How to divide the number field infinitely by fixed step in Spark SQL?


I have a table named 'numExample' with only one field like this:

| number |
| 6 |
| 7 |
| 9 |
| 12 |
| 12 |
| 18 |
| 13 |
| 23 |
| 16 |
| 20 |
| 21 |
| 50 |
| 6 |
| ... |
| 400 |
| ... |

The ... means there may be multiple numbers and the upper limit is uncertain. Now I have to calculate how many times the numbers in each interval appear, the interval is left closed and right open, and the step size is fixed to 5, eg: [0, 5)、[5, 10). I want to use CASE clause but the upper limit is uncertain, so I can't list all WHEN clause.

SELECT numInterval, count(DISTINCT number) AS count
FROM (
    SELECT
        number,
        CASE
            WHEN number >=0 AND number < 5 THEN '[0, 5)'
            WHEN number >=5 AND number < 10 THEN '[5, 10)'
            WHEN number >=10 AND number < 15 THEN '[10, 15)'
            ...
            ...
        END AS numInterval
    FROM numExample
)
GROUP BY numInterval;

Both Spark SQL code and PySpark code are acceptable. I can't thank you enough for any help.


Solution

    1. Calculate the left of interval: floor(number/5)*5
    2. Group: group by intervalLeft, so we can get the result
    3. Format the group name: concat( "[", intervalLeft, ",", intervalLeft + 5, ")" )

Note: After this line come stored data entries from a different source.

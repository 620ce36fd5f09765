pub mod company_queries;
pub mod stock_price_queries;
pub mod cryptocurrency_queries;
pub mod crypto_price_queries;
use sqlx::{PgPool, Postgres, Transaction};
use crate::models::{NewStockPrice, StockPrice};

pub async fn fetch_all(pool: &PgPool) -> Result<Vec<StockPrice>, sqlx::Error> {
    sqlx::query_as::<_, StockPrice>(
        "SELECT id, company_id, price, captured_at
         FROM stock_prices
         ORDER BY id ASC")
        .fetch_all(pool)
        .await
}

pub async fn fetch_for_company(pool: &PgPool, company_id: i64)
-> Result<Vec<StockPrice>, sqlx::Error> {
    sqlx::query_as::<_, StockPrice>(
        "SELECT id, company_id, price, captured_at
         FROM stock_prices
         WHERE company_id = $1
         ORDER BY id ASC")
        .bind(company_id)
        .fetch_all(pool)
        .await
}

pub async fn fetch_one(pool: &PgPool, id: i64) -> Result<Option<StockPrice>, sqlx::Error> {
    sqlx::query_as::<_, StockPrice>(
        "SELECT id, company_id, price, captured_at
         FROM stock_prices
         WHERE id = $1")
        .bind(id)
        .fetch_optional(pool)
        .await
}

pub async fn lock_one(tx: &mut Transaction<'_, Postgres>, id: i64)
-> Result<Option<StockPrice>, sqlx::Error> {
    sqlx::query_as::<_, StockPrice>(
        "SELECT id, company_id, price, captured_at
         FROM stock_prices
         WHERE id = $1
         FOR UPDATE")
        .bind(id)
        .fetch_optional(&mut **tx)
        .await
}

pub async fn insert(pool: &PgPool, input: NewStockPrice) -> Result<StockPrice, sqlx::Error> {
    sqlx::query_as::<_, StockPrice>(
        "INSERT INTO stock_prices (company_id, price, captured_at)
         VALUES ($1, $2, $3)
         RETURNING id, company_id, price, captured_at")
        .bind(input.company_id)
        .bind(input.price)
        .bind(input.captured_at)
        .fetch_one(pool)
        .await
}

pub async fn update(tx: &mut Transaction<'_, Postgres>, id: i64, input: NewStockPrice)
-> Result<StockPrice, sqlx::Error> {
    sqlx::query_as::<_, StockPrice>(
        "UPDATE stock_prices
         SET company_id = $2, price = $3, captured_at = $4
         WHERE id = $1
         RETURNING id, company_id, price, captured_at")
        .bind(id)
        .bind(input.company_id)
        .bind(input.price)
        .bind(input.captured_at)
        .fetch_one(&mut **tx)
        .await
}

pub async fn delete(pool: &PgPool, id: i64) -> Result<u64, sqlx::Error> {
    let result = sqlx::query("DELETE FROM stock_prices WHERE id = $1")
        .bind(id)
        .execute(pool)
        .await?;
    Ok(result.rows_affected())
}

    Here is the example code:

    SELECT
        intervalLeft,
        concat( "[", intervalLeft, ",", intervalLeft + 5, ")" ) AS numInterval,
        count( DISTINCT number ) AS count 
    FROM
        ( SELECT number, floor( number / 5 )* 5 AS intervalLeft FROM numExample ) 
    GROUP BY
        intervalLeft;
    

    Hope this helps.